§ **Assignment**: Give back the entries exactly, ending with the "filename src/lib.rs" line.
━━━━━━━━━━
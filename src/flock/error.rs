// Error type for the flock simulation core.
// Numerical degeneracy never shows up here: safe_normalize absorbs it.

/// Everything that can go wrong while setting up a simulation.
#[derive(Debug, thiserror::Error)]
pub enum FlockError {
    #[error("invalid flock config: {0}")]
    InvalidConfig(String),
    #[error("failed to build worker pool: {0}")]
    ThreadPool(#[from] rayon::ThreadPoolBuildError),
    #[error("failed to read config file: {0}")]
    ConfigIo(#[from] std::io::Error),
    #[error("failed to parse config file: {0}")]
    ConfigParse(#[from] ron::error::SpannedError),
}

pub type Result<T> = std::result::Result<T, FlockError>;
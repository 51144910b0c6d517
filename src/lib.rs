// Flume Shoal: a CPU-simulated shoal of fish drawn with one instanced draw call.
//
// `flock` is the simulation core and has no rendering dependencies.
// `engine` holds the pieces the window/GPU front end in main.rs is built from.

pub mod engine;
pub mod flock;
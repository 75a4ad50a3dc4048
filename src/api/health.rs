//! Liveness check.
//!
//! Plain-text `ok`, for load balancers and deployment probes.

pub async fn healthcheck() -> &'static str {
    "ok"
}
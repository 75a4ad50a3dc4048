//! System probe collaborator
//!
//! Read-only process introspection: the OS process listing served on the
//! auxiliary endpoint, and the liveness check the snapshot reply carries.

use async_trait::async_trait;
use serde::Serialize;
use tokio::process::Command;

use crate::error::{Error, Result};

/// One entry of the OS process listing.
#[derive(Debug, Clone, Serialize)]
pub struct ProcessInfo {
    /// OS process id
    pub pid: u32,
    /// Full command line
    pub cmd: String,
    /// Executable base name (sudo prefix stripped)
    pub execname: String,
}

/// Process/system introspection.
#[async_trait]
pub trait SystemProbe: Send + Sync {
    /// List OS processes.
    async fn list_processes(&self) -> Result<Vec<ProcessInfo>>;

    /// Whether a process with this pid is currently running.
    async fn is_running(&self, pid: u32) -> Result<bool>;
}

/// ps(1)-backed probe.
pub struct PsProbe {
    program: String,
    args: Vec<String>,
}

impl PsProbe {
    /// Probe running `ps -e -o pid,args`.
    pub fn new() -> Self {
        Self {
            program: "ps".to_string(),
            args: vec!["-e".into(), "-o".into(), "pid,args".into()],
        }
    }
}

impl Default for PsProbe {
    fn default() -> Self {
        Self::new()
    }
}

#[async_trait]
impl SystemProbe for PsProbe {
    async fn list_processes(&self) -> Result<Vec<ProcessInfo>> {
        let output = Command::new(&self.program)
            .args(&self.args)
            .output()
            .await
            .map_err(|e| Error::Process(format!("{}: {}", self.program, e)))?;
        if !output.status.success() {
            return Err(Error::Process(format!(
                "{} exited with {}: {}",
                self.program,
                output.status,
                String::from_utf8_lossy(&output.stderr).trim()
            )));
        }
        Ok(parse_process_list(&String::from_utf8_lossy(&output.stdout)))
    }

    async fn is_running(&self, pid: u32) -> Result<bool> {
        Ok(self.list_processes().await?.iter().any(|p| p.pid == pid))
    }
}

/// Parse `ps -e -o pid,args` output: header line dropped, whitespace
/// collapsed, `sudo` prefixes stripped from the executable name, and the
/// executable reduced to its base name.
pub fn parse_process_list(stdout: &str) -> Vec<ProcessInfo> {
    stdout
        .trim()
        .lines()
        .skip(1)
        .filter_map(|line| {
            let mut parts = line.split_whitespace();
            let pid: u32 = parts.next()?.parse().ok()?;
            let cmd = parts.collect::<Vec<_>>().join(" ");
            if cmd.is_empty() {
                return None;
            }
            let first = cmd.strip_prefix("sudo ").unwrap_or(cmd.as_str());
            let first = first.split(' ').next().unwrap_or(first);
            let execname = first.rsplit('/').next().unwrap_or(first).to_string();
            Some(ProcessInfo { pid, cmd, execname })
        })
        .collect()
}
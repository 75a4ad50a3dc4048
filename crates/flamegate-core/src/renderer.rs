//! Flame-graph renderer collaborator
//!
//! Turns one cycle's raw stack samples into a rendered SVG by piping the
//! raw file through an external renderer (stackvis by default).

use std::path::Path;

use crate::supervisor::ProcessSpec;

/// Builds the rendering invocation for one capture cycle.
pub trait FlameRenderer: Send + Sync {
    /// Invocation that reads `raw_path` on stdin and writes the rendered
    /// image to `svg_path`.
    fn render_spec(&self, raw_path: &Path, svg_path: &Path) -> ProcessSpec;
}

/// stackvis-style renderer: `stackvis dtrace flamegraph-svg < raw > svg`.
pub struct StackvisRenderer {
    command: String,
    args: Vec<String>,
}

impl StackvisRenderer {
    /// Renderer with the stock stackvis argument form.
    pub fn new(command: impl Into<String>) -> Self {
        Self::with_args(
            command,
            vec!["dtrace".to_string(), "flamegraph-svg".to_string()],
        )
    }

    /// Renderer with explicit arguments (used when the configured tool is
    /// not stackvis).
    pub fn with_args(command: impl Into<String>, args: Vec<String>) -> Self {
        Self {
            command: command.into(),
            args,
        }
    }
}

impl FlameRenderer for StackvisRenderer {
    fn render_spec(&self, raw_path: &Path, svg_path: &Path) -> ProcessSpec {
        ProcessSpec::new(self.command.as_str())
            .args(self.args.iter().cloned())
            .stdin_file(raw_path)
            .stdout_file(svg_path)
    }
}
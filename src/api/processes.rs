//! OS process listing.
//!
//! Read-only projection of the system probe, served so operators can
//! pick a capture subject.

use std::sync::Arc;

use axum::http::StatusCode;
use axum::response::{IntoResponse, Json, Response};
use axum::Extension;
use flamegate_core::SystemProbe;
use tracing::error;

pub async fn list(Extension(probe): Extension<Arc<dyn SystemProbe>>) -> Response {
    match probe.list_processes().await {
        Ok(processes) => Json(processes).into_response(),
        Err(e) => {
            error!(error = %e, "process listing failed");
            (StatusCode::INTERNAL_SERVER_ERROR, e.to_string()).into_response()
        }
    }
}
━━━━━━━━━━
§ **Task answer**:
filename src/flock/error.rs
// Error type for the flock simulation core.
// Numerical degeneracy never shows up here: safe_normalize absorbs it.

/// Everything that can go wrong while setting up a simulation.
#[derive(Debug, thiserror::Error)]
pub enum FlockError {
    #[error("invalid flock config: {0}")]
    InvalidConfig(String),
    #[error("failed to build worker pool: {0}")]
    ThreadPool(#[from] rayon::ThreadPoolBuildError),
    #[error("failed to read config file: {0}")]
    ConfigIo(#[from] std::io::Error),
    #[error("failed to parse config file: {0}")]
    ConfigParse(#[from] ron::error::SpannedError),
}

pub type Result<T> = std::result::Result<T, FlockError>;
repository 51144910b0c6d517
filename src/lib.rs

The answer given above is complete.